Newspaper groups are looking to develop additional revenue streams from online publishing to counter falling print circulations and tough advertising markets, but The Sun is the first mass-audience British tabloid to put all of its online content behind a paywall.

"Though it's early days, we are encouraged by the strong start," David Dinsmore, the paper's editor, said.

The Sun, owned by media mogul Rupert Murdoch (NWSA.O), is following in the steps of his other British titles The Times and Sunday Times.

News UK said on Friday that the total print and digital paid-for sales of The Times was 527,000 in November, 1.9 percent higher than its print sales in June 2010 before it started charging for online content.

The Sun has 101,779 subscribers for its digital package, which costs 2 pounds a week, and a further 15,590 print readers accessing online content by using codes printed in the paper, News UK said.
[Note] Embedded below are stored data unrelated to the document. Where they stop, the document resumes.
//! Configuration loading, validation, and budget presets for Opsdesk.
//!
//! Loads configuration from a TOML file with environment variable overrides
//! (`OPSDESK_PROVIDER`, `OPSDESK_MODEL`). Validates all settings at load
//! time. Budget presets are immutable per agent kind: the top-level chat
//! agent gets the large-context preset with background summarization; the
//! specialized sub-agents run on a smaller context without it.

use serde::{Deserialize, Serialize};
use std::path::{Path, PathBuf};

/// The kind of agent a turn runs under. Each kind maps to a budget preset.
#[derive(Debug, Clone, Copy, PartialEq, Eq, Serialize, Deserialize)]
#[serde(rename_all = "snake_case")]
pub enum AgentKind {
    /// The staff-facing chat agent (orchestrates the others).
    Chat,
    /// Web research sub-agent.
    Web,
    /// Document generation sub-agent.
    Document,
    /// CRM sub-agent.
    Crm,
    /// Third-party integration sub-agent.
    Integration,
    /// Workflow execution sub-agent.
    Workflow,
}

/// Token budget configuration for one agent kind.
///
/// Immutable per agent type; constructed from a preset and never mutated
/// during a turn.
#[derive(Debug, Clone, PartialEq, Serialize, Deserialize)]
pub struct BudgetConfig {
    /// Total context window of the underlying model.
    #[serde(default = "default_context_limit")]
    pub model_context_limit: usize,

    /// Fraction of the window the engine is allowed to fill (e.g. 0.75).
    #[serde(default = "default_safety_margin")]
    pub safety_margin: f32,

    /// Tokens reserved for the fixed system instructions.
    #[serde(default = "default_system_instruction_tokens")]
    pub system_instruction_tokens: usize,

    /// Tokens reserved for the model's output.
    #[serde(default = "default_output_reserve")]
    pub output_reserve_tokens: usize,

    /// The most recent N history messages are never filtered out.
    #[serde(default = "default_min_protected")]
    pub min_protected_recent: usize,

    /// Usage ratio at which background summarization is scheduled.
    #[serde(default = "default_summarization_threshold")]
    pub summarization_threshold: f32,

    /// Whether background summarization runs for this agent kind.
    #[serde(default = "default_true")]
    pub summarization_enabled: bool,
}

fn default_context_limit() -> usize {
    200_000
}
fn default_safety_margin() -> f32 {
    0.75
}
fn default_system_instruction_tokens() -> usize {
    2_000
}
fn default_output_reserve() -> usize {
    8_000
}
fn default_min_protected() -> usize {
    4
}
fn default_summarization_threshold() -> f32 {
    0.65
}
fn default_true() -> bool {
    true
}

impl Default for BudgetConfig {
    fn default() -> Self {
        Self::chat()
    }
}

impl BudgetConfig {
    /// Preset for the staff-facing chat agent: large window, summarization on.
    pub fn chat() -> Self {
        Self {
            model_context_limit: default_context_limit(),
            safety_margin: default_safety_margin(),
            system_instruction_tokens: default_system_instruction_tokens(),
            output_reserve_tokens: default_output_reserve(),
            min_protected_recent: default_min_protected(),
            summarization_threshold: default_summarization_threshold(),
            summarization_enabled: true,
        }
    }

    /// Preset for specialized sub-agents: smaller window, no summarization.
    pub fn sub_agent() -> Self {
        Self {
            model_context_limit: 50_000,
            safety_margin: 0.70,
            system_instruction_tokens: 1_000,
            output_reserve_tokens: 4_000,
            min_protected_recent: 2,
            summarization_threshold: default_summarization_threshold(),
            summarization_enabled: false,
        }
    }

    /// The preset for a given agent kind.
    pub fn for_agent(kind: AgentKind) -> Self {
        match kind {
            AgentKind::Chat => Self::chat(),
            AgentKind::Web
            | AgentKind::Document
            | AgentKind::Crm
            | AgentKind::Integration
            | AgentKind::Workflow => Self::sub_agent(),
        }
    }

    /// The token allowance for injected context after all reservations.
    ///
    /// `limit * margin - system_instructions - output_reserve`, floored at 0.
    pub fn context_budget(&self) -> usize {
        let usable = (self.model_context_limit as f32 * self.safety_margin) as usize;
        usable
            .saturating_sub(self.system_instruction_tokens)
            .saturating_sub(self.output_reserve_tokens)
    }

    /// Validate margin and limits.
    pub fn validate(&self) -> Result<(), ConfigError> {
        if self.model_context_limit == 0 {
            return Err(ConfigError::ValidationError(
                "model_context_limit must be > 0".into(),
            ));
        }
        if self.safety_margin <= 0.0 || self.safety_margin > 1.0 {
            return Err(ConfigError::ValidationError(
                "safety_margin must be in (0, 1]".into(),
            ));
        }
        if self.summarization_threshold <= 0.0 || self.summarization_threshold > 1.0 {
            return Err(ConfigError::ValidationError(
                "summarization_threshold must be in (0, 1]".into(),
            ));
        }
        Ok(())
    }
}

/// The root configuration structure, mapped from `opsdesk.toml`.
#[derive(Debug, Clone, Serialize, Deserialize)]
pub struct AppConfig {
    /// Default LLM provider
    #[serde(default = "default_provider")]
    pub default_provider: String,

    /// Default model
    #[serde(default = "default_model")]
    pub default_model: String,

    /// Default temperature
    #[serde(default = "default_temperature")]
    pub default_temperature: f32,

    /// Budget preset for the chat agent
    #[serde(default = "BudgetConfig::chat")]
    pub chat_budget: BudgetConfig,

    /// Budget preset for sub-agents
    #[serde(default = "BudgetConfig::sub_agent")]
    pub sub_agent_budget: BudgetConfig,
}

fn default_provider() -> String {
    "anthropic".into()
}

fn default_model() -> String {
    "claude-sonnet-4".into()
}

fn default_temperature() -> f32 {
    0.7
}

impl Default for AppConfig {
    fn default() -> Self {
        Self {
            default_provider: default_provider(),
            default_model: default_model(),
            default_temperature: default_temperature(),
            chat_budget: BudgetConfig::chat(),
            sub_agent_budget: BudgetConfig::sub_agent(),
        }
    }
}

impl AppConfig {
    /// Load configuration from a file path with environment overrides.
    ///
    /// - `OPSDESK_PROVIDER` overrides `default_provider`
    /// - `OPSDESK_MODEL` overrides `default_model`
    pub fn load(path: &Path) -> Result<Self, ConfigError> {
        let mut config = Self::load_from(path)?;

        if let Ok(provider) = std::env::var("OPSDESK_PROVIDER") {
            config.default_provider = provider;
        }
        if let Ok(model) = std::env::var("OPSDESK_MODEL") {
            config.default_model = model;
        }

        Ok(config)
    }

    /// Load configuration from a specific file path, without env overrides.
    pub fn load_from(path: &Path) -> Result<Self, ConfigError> {
        if !path.exists() {
            tracing::info!("No config file found at {}, using defaults", path.display());
            return Ok(Self::default());
        }

        let content = std::fs::read_to_string(path).map_err(|e| ConfigError::ReadError {
            path: path.to_path_buf(),
            reason: e.to_string(),
        })?;

        let config: Self = toml::from_str(&content).map_err(|e| ConfigError::ParseError {
            path: path.to_path_buf(),
            reason: e.to_string(),
        })?;

        config.validate()?;
        Ok(config)
    }

    /// Validate the configuration.
    fn validate(&self) -> Result<(), ConfigError> {
        if self.default_temperature < 0.0 || self.default_temperature > 2.0 {
            return Err(ConfigError::ValidationError(
                "default_temperature must be between 0.0 and 2.0".into(),
            ));
        }
        self.chat_budget.validate()?;
        self.sub_agent_budget.validate()?;
        Ok(())
    }

    /// The budget preset for a given agent kind, from this config.
    pub fn budget_for(&self, kind: AgentKind) -> &BudgetConfig {
        match kind {
            AgentKind::Chat => &self.chat_budget,
            _ => &self.sub_agent_budget,
        }
    }
}

/// Configuration errors.
#[derive(Debug, thiserror::Error)]
pub enum ConfigError {
    #[error("Failed to read config file at {path}: {reason}")]
    ReadError { path: PathBuf, reason: String },

    #[error("Failed to parse config file at {path}: {reason}")]
    ParseError { path: PathBuf, reason: String },

    #[error("Configuration validation failed: {0}")]
    ValidationError(String),
}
News UK is using soccer goals video packages, including England's Premier League, to encourage online take-up.

Average daily paid sales of The Sun, across both print and digital, are running at about 2.2 million, the company said. This is about 6.5 percent lower than a year ago, but an improvement on the 11 percent decline in the first half.

The online packages have proved more popular with men, but News UK Chief Executive Mike Darcey said he expects the 60-40 split to narrow as the company promotes more of its online entertainment content and special offers.